However, there is certainly a graduation within the animal experiments, the so-called severity. The EU Directive provides that the level of suffering inflicted on an animal in an animal experiment is assigned one of four degrees of severity. This is assessed in the permit application for a planned animal experiment by the performing experimenter - and usually trivialized.

The prohibition of trials of the severity level "heavy" provided for in the EU directive is not implemented in Germany. That means trials of severity "heavy" like - just to name a few examples -

- Administering electric shocks

- Death by poisoning

- Irradiation with fatal consequences

- Death by rejection reaction of transplants

- Bone tumors and metastatic tumors

- Unstable fractures

- Septic multi-organ failure

may continue in Germany.

Together with two other animal rights organizations, our association has been running a campaign since February 2016 with the aim of enabling Germany to implement the EU's ban on animal testing of severity "difficult".

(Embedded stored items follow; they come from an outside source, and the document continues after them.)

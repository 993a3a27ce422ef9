use crate::{config::Config, error::AppError};

/// Connects to the Sqlite database and runs pending migrations.
///
/// Establishes a connection pool to the Sqlite database using the connection string from
/// configuration, then automatically runs all pending SeaORM migrations to ensure the
/// database schema is up-to-date. This function must complete successfully before the
/// bot can access the database.
///
/// # Arguments
/// - `config` - Application configuration containing the database URL
///
/// # Returns
/// - `Ok(DatabaseConnection)` - Connected database with migrations applied
/// - `Err(AppError)` - Failed to connect to database or run migrations
pub async fn connect_to_database(config: &Config) -> Result<sea_orm::DatabaseConnection, AppError> {
    use migration::{Migrator, MigratorTrait};
    use sea_orm::{ConnectOptions, Database};

    let mut opt = ConnectOptions::new(&config.database_url);
    opt.sqlx_logging(false);

    let db = Database::connect(opt).await?;

    Migrator::up(&db, None).await?;

    Ok(db)
}
//! Channel management collaborator.
//!
//! The teardown pipeline never talks to the Discord SDK directly; it goes through
//! the [`ChannelGateway`] trait, which covers the two capabilities teardown needs:
//! asking which deletion permissions are missing on a channel, and deleting a
//! channel. The production implementation in [`discord`] is backed by the serenity
//! cache and HTTP client; tests substitute an in-memory fake.

pub mod discord;

use serenity::all::Permissions;
use serenity::async_trait;
use thiserror::Error;

use crate::model::server::ChannelKind;

/// Errors from channel deletion attempts.
#[derive(Error, Debug)]
pub enum ChannelError {
    /// The channel handle could not be resolved in the guild.
    ///
    /// Reported identically to a failed deletion: a channel that cannot be found
    /// cannot be deleted, and the caller treats both the same way.
    #[error("channel {channel_id} was not found in the guild")]
    NotFound { channel_id: u64 },

    /// Discord rejected the deletion request.
    #[error(transparent)]
    Discord(#[from] Box<serenity::Error>),
}

impl From<serenity::Error> for ChannelError {
    fn from(err: serenity::Error) -> Self {
        ChannelError::Discord(Box::new(err))
    }
}

/// Capability set the bot needs to delete a channel of the given kind.
///
/// The status and players channels are voice channels, so deleting them also
/// requires the Connect capability; the category only needs view and manage.
pub fn required_permissions(kind: ChannelKind) -> Permissions {
    match kind {
        ChannelKind::Category => Permissions::VIEW_CHANNEL | Permissions::MANAGE_CHANNELS,
        ChannelKind::Status | ChannelKind::Players => {
            Permissions::VIEW_CHANNEL | Permissions::MANAGE_CHANNELS | Permissions::CONNECT
        }
    }
}

/// Abstract channel-management collaborator for a single guild.
///
/// Implementations are bound to one guild; channel IDs passed in are expected to
/// belong to it.
#[async_trait]
pub trait ChannelGateway: Send + Sync {
    /// Returns the deletion permissions the bot is missing on a channel.
    ///
    /// An empty set means the channel can be deleted. A channel that cannot be
    /// resolved also yields an empty set; its absence surfaces later as a
    /// deletion failure rather than as a permission gap.
    async fn missing_permissions(&self, kind: ChannelKind, channel_id: u64) -> Permissions;

    /// Deletes a channel.
    ///
    /// # Returns
    /// - `Ok(())` - Channel deleted
    /// - `Err(ChannelError::NotFound)` - Channel handle could not be resolved
    /// - `Err(ChannelError::Discord)` - Discord rejected the deletion
    async fn delete(&self, channel_id: u64) -> Result<(), ChannelError>;
}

Today's medicine is based on the patient as an individual. For example, if someone suffers from a mental disorder such as borderline syndrome, genetic dispositions are as much a part of it as their biographical experiences and social environment. An ideal therapy model does not exist. the therapy has to be much more tailored to exactly these people. Contradicts the animal experiments, which emanate from an animal model?

The absurdity of animal experiments is particularly evident in the "animal models" used in the study of mental illness. In the field of depression research, for example, all methods have in common that by adding a physical stress in the animal in the most cruel way, a condition called by the experimenter depression is generated, which should then be "cured" by administering an antidepressant.

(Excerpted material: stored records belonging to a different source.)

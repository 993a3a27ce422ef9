//! Discord bot integration.
//!
//! This module provides the bot side of the application: the gateway client, the
//! event handlers that dispatch slash commands, the per-user command cooldowns,
//! and the slash command implementations themselves.
//!
//! # Gateway Intents
//!
//! The bot requires only the `GUILDS` intent, which populates the guild and
//! channel caches used for permission pre-checks and channel deletion. Slash
//! command interactions are delivered regardless of intents.

pub mod commands;
pub mod cooldown;
pub mod handler;
pub mod messaging;
pub mod start;
//! Single-server teardown.

use crate::data::monitored_server::MonitoredServerRepository;
use crate::model::server::MonitoredServer;
use crate::model::teardown::TeardownOutcome;

use super::TeardownService;

impl<'a> TeardownService<'a> {
    /// Tears down one monitored server.
    ///
    /// Each step gates the next: the permission pre-check must pass before the
    /// record is deregistered, and the record must be gone before channel
    /// deletion starts. A failure during channel deletion therefore leaves
    /// orphaned channels without a record, never a record without channels.
    ///
    /// The caller is expected to have rejected the guild's default server
    /// before invoking this; teardown itself does not re-check.
    ///
    /// # Arguments
    /// - `guild_id` - Guild the server is registered in
    /// - `server` - Server to tear down
    ///
    /// # Returns
    /// - `TeardownOutcome` - Exactly one classification of the attempt; never retried
    pub async fn teardown(&self, guild_id: u64, server: &MonitoredServer) -> TeardownOutcome {
        let gaps = self.permission_gaps(server).await;
        if !gaps.is_empty() {
            return TeardownOutcome::PermissionBlocked(gaps);
        }

        let repo = MonitoredServerRepository::new(self.db);
        if let Err(e) = repo.delete(guild_id, server).await {
            tracing::error!(
                "Failed to remove server {} from database for guild {}: {}",
                server.ip,
                guild_id,
                e
            );
            return TeardownOutcome::RecordDeletionFailed;
        }

        let remaining = self.remove_channels(guild_id, server).await;
        if remaining.is_empty() {
            TeardownOutcome::Removed
        } else {
            TeardownOutcome::ChannelsNotDeleted(remaining)
        }
    }
}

For example, in the "forced swim test" mice and rats must swim to exhaustion in a water vessel with smooth straight walls and are considered depressed when given up early.

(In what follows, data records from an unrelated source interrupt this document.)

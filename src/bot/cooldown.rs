//! Per-command, per-user cooldown tracking.
//!
//! Each successful dispatch of a command records an expiry timestamp for the
//! invoking user; until it passes, further dispatches of the same command by the
//! same user are denied. Entries are evicted by a deferred timer task; eviction
//! is advisory only, since a stale entry is also superseded the next time the
//! check allows the user through.

use chrono::{DateTime, Duration, Utc};
use std::collections::HashMap;
use std::sync::{Arc, Mutex, PoisonError};

/// Fixed cooldown window applied to every command.
const COOLDOWN_WINDOW_MS: i64 = 3000;

/// Outcome of a cooldown check.
#[derive(Debug, Clone, Copy, PartialEq, Eq)]
pub enum CooldownGate {
    /// The dispatch may proceed; a new cooldown window was recorded.
    Allowed,
    /// The user is still cooling down; no state was mutated.
    Denied {
        /// When the user's current window expires.
        retry_at: DateTime<Utc>,
    },
}

/// Tracks cooldown windows per command and user.
///
/// The map is the only mutable state shared across concurrent dispatches. The
/// check-and-record step holds the lock for its whole critical section and never
/// awaits inside it, so a read-check and its write-record cannot interleave with
/// another dispatch for the same key.
pub struct CooldownTracker {
    entries: Arc<Mutex<HashMap<String, HashMap<u64, DateTime<Utc>>>>>,
    window: Duration,
}

impl CooldownTracker {
    /// Creates a tracker with the fixed 3-second window.
    pub fn new() -> Self {
        Self {
            entries: Arc::new(Mutex::new(HashMap::new())),
            window: Duration::milliseconds(COOLDOWN_WINDOW_MS),
        }
    }

    /// Checks whether a user may dispatch a command, recording a new window if so.
    ///
    /// If the user has an unexpired entry for this command the call returns
    /// `Denied` with the existing expiry and mutates nothing. Otherwise the entry
    /// is replaced with `now + window`, its removal is scheduled, and the call
    /// returns `Allowed`.
    ///
    /// # Arguments
    /// - `command` - Name of the command being dispatched
    /// - `user_id` - Discord user ID of the invoker
    /// - `now` - Current time, passed in so tests can control the clock
    pub fn check_and_record(&self, command: &str, user_id: u64, now: DateTime<Utc>) -> CooldownGate {
        let mut entries = self
            .entries
            .lock()
            .unwrap_or_else(PoisonError::into_inner);

        let timestamps = entries.entry(command.to_string()).or_default();

        if let Some(&expires_at) = timestamps.get(&user_id) {
            if now < expires_at {
                return CooldownGate::Denied {
                    retry_at: expires_at,
                };
            }
        }

        timestamps.insert(user_id, now + self.window);
        drop(entries);

        self.schedule_eviction(command.to_string(), user_id);

        CooldownGate::Allowed
    }

    /// Schedules the advisory removal of an entry once its window has passed.
    ///
    /// The removal re-checks the stored expiry so a newer window recorded in the
    /// meantime survives its predecessor's timer.
    fn schedule_eviction(&self, command: String, user_id: u64) {
        let entries = Arc::clone(&self.entries);
        let sleep = std::time::Duration::from_millis(COOLDOWN_WINDOW_MS as u64);

        tokio::spawn(async move {
            tokio::time::sleep(sleep).await;

            let mut entries = entries.lock().unwrap_or_else(PoisonError::into_inner);
            if let Some(timestamps) = entries.get_mut(&command) {
                if timestamps
                    .get(&user_id)
                    .is_some_and(|&expires_at| expires_at <= Utc::now())
                {
                    timestamps.remove(&user_id);
                }
            }
        });
    }
}

impl Default for CooldownTracker {
    fn default() -> Self {
        Self::new()
    }
}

In another experiment, mice are placed on a phased grid and if they no longer jump up in the event of electrical shock, but suffer defenseless, they are considered to be depressed.

In the tail suspension test, rats are hung on the tail by means of adhesive tape and if they no longer rear up but hang, they are considered to be depressed.

To create a so-called "depression", rats and mice are immersed in cold water, locked in tight plexiglass cylinders for six hours a day, starved, thirsty, tortured with strobe light, loud noises, sleep deprivation and extreme temperature changes.

Depressive episodes of human beings are rarely triggered by physical stress, but by psychological stress, in addition to the aforementioned dispositions. How do you want to model the depression-typical symptoms of inner emptiness, joylessness, guilt, disappointment and even suicidality in animals? Especially since linguistic communication is indispensable for the evaluation of the symptoms. There is definitely no "animal model" that can present mental illnesses such as borderline disorder, anxiety disorder, depression, schizophrenia etc. in their complexity and individuality.

6) People react to medications very differently. The human brain is a social organ and unimaginably complex. Each species is also a complex biological system, but another. In this respect, predictions from animal experiments can be derived?

No, this is impossible. Partly because of the aspects mentioned in point 5) results from animal experiments can not be transferred to humans.

The totally unsatisfactory results in the area of ​​psychotropic drug research are even attributed to adherence to animal experiments by researchers who have so far relied on animal experiments, and there is a turning towards a so-called personalized medicine, which is based on characteristics of a person to be treated and not just supporting their disease diagnosis.

However, the brain researcher Wolf Singer believes that findings from basic research can be transferred to humans because the biological processes in animals and humans are extremely similar. What would they say to that??

Wolf Singer as well as all experimenters of the by definition meaningless and Purpose-free basic research the proof for his allegations guilty.

A follow-up of the results of 15 years of basic research in Bavaria showed that not a single result has led to a therapeutic procedure for humans.

In Germany alone, about 1.2 million of the total 2.8 million animals are tortured and killed each year.

Animal experiments are an integral part of veterinary medicine, and biologists and humanists are also faced with the question of participating. Is it for scientists a career brake to reject animal testing??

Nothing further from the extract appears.